Begitulah ujar salah seorang anak yang baru saja pulang sekolah saat penulis sedang menyiapkan alat-alat yang akan digunakan untuk mengabadikan fenomena alam yaitu Hari Tanpa Bayangan pada hari Kamis tanggal 11 Oktober 2021 di halaman Kelurahan Patemon, Kecamatan Gunungpati, Kota Semarang.
Mahasiswa KKN RDR 77 UIN Walisongo Semarang kelompok 111 mengadakan observasi fenomena hari tanpa bayangan. Hari tanpa bayangan adalah hari dimana pada saat Matahari berada tepat di atas suatu benda saat Matahari berada di titik kuluminasi (titik puncak), sehingga bayangan suatu benda berada tepat di bawahnya atau seolah-olah benda tersebut tidak memiliki bayangan.

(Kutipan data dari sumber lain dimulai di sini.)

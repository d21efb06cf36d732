pub mod farm_repo;
pub mod reading_repo;

pub use farm_repo::{FarmRepository, NewFarm, NewField};
pub use reading_repo::{ReadingRepository, SavedSnapshot};
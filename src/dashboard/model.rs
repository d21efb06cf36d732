use serde::{Deserialize, Serialize};

#[derive(Debug, Clone, Copy, PartialEq, Serialize, Deserialize)]
#[serde(rename_all = "camelCase")]
pub struct SensorSnapshot {
    /// Volumetric soil moisture, percent.
    pub soil_moisture: f64,
    /// Total dissolved solids, ppm.
    pub tds: f64,
    pub ph_level: f64,
    /// Water clarity, percent.
    pub clarity: f64,
}

#[derive(Debug, Clone, PartialEq, Serialize, Deserialize)]
#[serde(rename_all = "camelCase")]
pub struct DailyForecast {
    pub day: usize,
    pub date: String,
    pub temp_min: f64,
    pub temp_max: f64,
    pub humidity: f64,
    /// 0.0 - 1.0
    pub rain_probability: f64,
    pub description: String,
}

#[derive(Debug, Clone, Copy, PartialEq, Eq, Serialize)]
#[serde(rename_all = "lowercase")]
pub enum QualityLevel {
    Excellent,
    Good,
    Fair,
    Poor,
}

impl QualityLevel {
    pub fn as_str(&self) -> &'static str {
        match self {
            QualityLevel::Excellent => "excellent",
            QualityLevel::Good => "good",
            QualityLevel::Fair => "fair",
            QualityLevel::Poor => "poor",
        }
    }
}

#[derive(Debug, Clone, Copy, PartialEq, Eq, Serialize)]
#[serde(rename_all = "lowercase")]
pub enum SoilStatus {
    Dry,
    Optimal,
    Wet,
}

#[derive(Debug, Clone, Copy, PartialEq, Eq, Serialize)]
#[serde(rename_all = "lowercase")]
pub enum AdviceSource {
    Ai,
    Rules,
}

impl AdviceSource {
    pub fn as_str(&self) -> &'static str {
        match self {
            AdviceSource::Ai => "ai",
            AdviceSource::Rules => "rules",
        }
    }
}

#[derive(Debug, Clone, Serialize)]
#[serde(rename_all = "camelCase")]
pub struct DashboardReport {
    pub field_id: Option<i32>,
    pub sensors: SensorSnapshot,
    pub water_quality: QualityLevel,
    pub soil_status: SoilStatus,
    pub forecast: Vec<DailyForecast>,
    pub tips: Vec<String>,
    pub advice: String,
    pub advice_source: AdviceSource,
    pub reading_id: i32,
    pub generated_at: i64,
}
use crate::ai::types::LlmProvider;
use crate::ai::{EdenAiProvider, GeminiProvider, PerplexityProvider};
use crate::config::Config;
use serde::Serialize;
use std::fmt;
use std::str::FromStr;
use std::sync::Arc;

#[derive(Clone, Copy, Debug, PartialEq, Eq, Hash, Serialize)]
#[serde(rename_all = "lowercase")]
pub enum ProviderKind {
    Gemini,
    Perplexity,
    EdenAi,
}

impl ProviderKind {
    pub const ALL: [ProviderKind; 3] = [
        ProviderKind::Gemini,
        ProviderKind::Perplexity,
        ProviderKind::EdenAi,
    ];

    pub fn as_str(&self) -> &'static str {
        match self {
            ProviderKind::Gemini => "gemini",
            ProviderKind::Perplexity => "perplexity",
            ProviderKind::EdenAi => "edenai",
        }
    }
}

impl fmt::Display for ProviderKind {
    fn fmt(&self, f: &mut fmt::Formatter<'_>) -> fmt::Result {
        f.write_str(self.as_str())
    }
}

impl FromStr for ProviderKind {
    type Err = String;

    fn from_str(s: &str) -> Result<Self, Self::Err> {
        match s.trim().to_lowercase().as_str() {
            "gemini" => Ok(ProviderKind::Gemini),
            "perplexity" => Ok(ProviderKind::Perplexity),
            "edenai" | "eden" | "eden-ai" => Ok(ProviderKind::EdenAi),
            other => Err(format!("unknown provider: {other}")),
        }
    }
}

/// Provider handles built once at startup. The set is read-only afterwards.
#[derive(Clone)]
pub struct ProviderSet {
    pub gemini: Arc<dyn LlmProvider>,
    pub perplexity: Arc<dyn LlmProvider>,
    pub edenai: Arc<dyn LlmProvider>,
}

impl ProviderSet {
    pub fn from_config(client: reqwest::Client, config: &Config) -> Self {
        Self {
            gemini: Arc::new(GeminiProvider::new(client.clone(), &config.gemini)),
            perplexity: Arc::new(PerplexityProvider::new(client.clone(), &config.perplexity)),
            edenai: Arc::new(EdenAiProvider::new(client, &config.edenai)),
        }
    }

    /// Uses the same provider for every kind; handy when wiring fakes.
    pub fn uniform(provider: Arc<dyn LlmProvider>) -> Self {
        Self {
            gemini: provider.clone(),
            perplexity: provider.clone(),
            edenai: provider,
        }
    }

    pub fn get(&self, kind: ProviderKind) -> Arc<dyn LlmProvider> {
        match kind {
            ProviderKind::Gemini => self.gemini.clone(),
            ProviderKind::Perplexity => self.perplexity.clone(),
            ProviderKind::EdenAi => self.edenai.clone(),
        }
    }
}

#[cfg(test)]
mod tests {
    use super::*;

    #[test]
    fn parses_provider_names() {
        assert_eq!("Gemini".parse::<ProviderKind>(), Ok(ProviderKind::Gemini));
        assert_eq!(" edenai ".parse::<ProviderKind>(), Ok(ProviderKind::EdenAi));
        assert!("openrouter".parse::<ProviderKind>().is_err());
    }

    #[test]
    fn display_round_trips_through_parse() {
        for kind in ProviderKind::ALL {
            assert_eq!(kind.to_string().parse::<ProviderKind>(), Ok(kind));
        }
    }
}
mod config;

use std::net::SocketAddr;
use std::path::Path;
use std::sync::Arc;

use anyhow::Context;
use axum::{Json, Router, extract::DefaultBodyLimit, http::HeaderValue, routing::get};
use bytes::Bytes;
use serde_json::{Value, json};
use tower_http::cors::{AllowOrigin, CorsLayer};
use tower_http::trace::TraceLayer;
use tracing::{info, warn};

use scribe_api::{AppState, AppStateInner, FallbackImage};
use scribe_db::Database;

use crate::config::Config;

#[tokio::main]
async fn main() -> anyhow::Result<()> {
    // Load .env if present
    let _ = dotenvy::dotenv();

    // Init logging
    tracing_subscriber::fmt()
        .with_env_filter(
            tracing_subscriber::EnvFilter::try_from_default_env()
                .unwrap_or_else(|_| "scribe=debug,scribe_api=debug,scribe_db=info,tower_http=debug".into()),
        )
        .init();

    let config = Config::from_env()?;

    // Init database
    let db = Database::open(&config.db_path)?;

    let fallback_image = match &config.fallback_image {
        Some(path) => load_fallback_image(path).await?,
        None => FallbackImage::default(),
    };

    let state: AppState = Arc::new(AppStateInner { db, fallback_image });

    let cors = match &config.cors_origin {
        Some(origin) => {
            let origin: HeaderValue = origin
                .parse()
                .with_context(|| format!("SCRIBE_CORS_ORIGIN: invalid origin {:?}", origin))?;
            CorsLayer::permissive().allow_origin(AllowOrigin::exact(origin))
        }
        None => CorsLayer::permissive(),
    };

    let app = Router::new()
        .nest("/api", scribe_api::router(state))
        .route("/health", get(health))
        .layer(DefaultBodyLimit::max(config.max_upload_bytes))
        .layer(cors)
        .layer(TraceLayer::new_for_http());

    let addr: SocketAddr = format!("{}:{}", config.host, config.port).parse()?;
    info!("Scribe listening on {}", addr);

    let listener = tokio::net::TcpListener::bind(addr).await?;
    axum::serve(listener, app)
        .with_graceful_shutdown(shutdown_signal())
        .await?;

    Ok(())
}

async fn health() -> Json<Value> {
    Json(json!({ "status": "ok" }))
}

async fn load_fallback_image(path: &Path) -> anyhow::Result<FallbackImage> {
    let data = tokio::fs::read(path)
        .await
        .with_context(|| format!("Failed to read fallback image {}", path.display()))?;

    let content_type = match path.extension().and_then(|e| e.to_str()) {
        Some("png") => "image/png",
        Some("jpg" | "jpeg") => "image/jpeg",
        Some("gif") => "image/gif",
        Some("webp") => "image/webp",
        _ => "application/octet-stream",
    };

    info!("Using fallback image {} ({} bytes)", path.display(), data.len());
    Ok(FallbackImage {
        content_type: content_type.to_string(),
        data: Bytes::from(data),
    })
}

async fn shutdown_signal() {
    let ctrl_c = tokio::signal::ctrl_c();
    #[cfg(unix)]
    {
        match tokio::signal::unix::signal(tokio::signal::unix::SignalKind::terminate()) {
            Ok(mut sigterm) => {
                tokio::select! {
                    _ = ctrl_c => info!("Received Ctrl+C, shutting down..."),
                    _ = sigterm.recv() => info!("Received SIGTERM, shutting down..."),
                }
            }
            Err(e) => {
                warn!("Failed to install SIGTERM handler: {}", e);
                ctrl_c.await.ok();
                info!("Received Ctrl+C, shutting down...");
            }
        }
    }
    #[cfg(not(unix))]
    {
        ctrl_c.await.ok();
        info!("Received Ctrl+C, shutting down...");
    }
}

Sebenarnya hari tanpa bayangan merupakan fenomena alam biasa yang bisa terjadi dua kali dalam setahun. Kota Semarang mengalami hari tanpa bayangan yaitu setiap tanggal 11 oktober pukul 11.25 WIB dan 3 Maret pukul 11.50 WIB . Hal ini dikarenakan deklinasi matahari (posisi matahari) sama dengan lintang Kota Semarang. sehingga pada saat itu Matahari tepat berada di atas Kota Semarang.
Namun sangat disayangkan, ketika Matahari mencapai di titik kulminasinya, awan tebal datang menutupi sinar Matahari. Sehingga, penulis tidak bisa mengabadikan fenomena menarik ini. Namun dari hal masyarakat bisa mengambil pelajaran berupa matahari tidak selamanya berada tepat di atas kepala, ada kalanya condong ke arah utara dan ada kalanya condong ke arah selatan sehingga terjadilah berbagai macam musim bagi daerah yang jauh dari garis katulistiwa, ujar salah satu pemuda saat sedang observasi.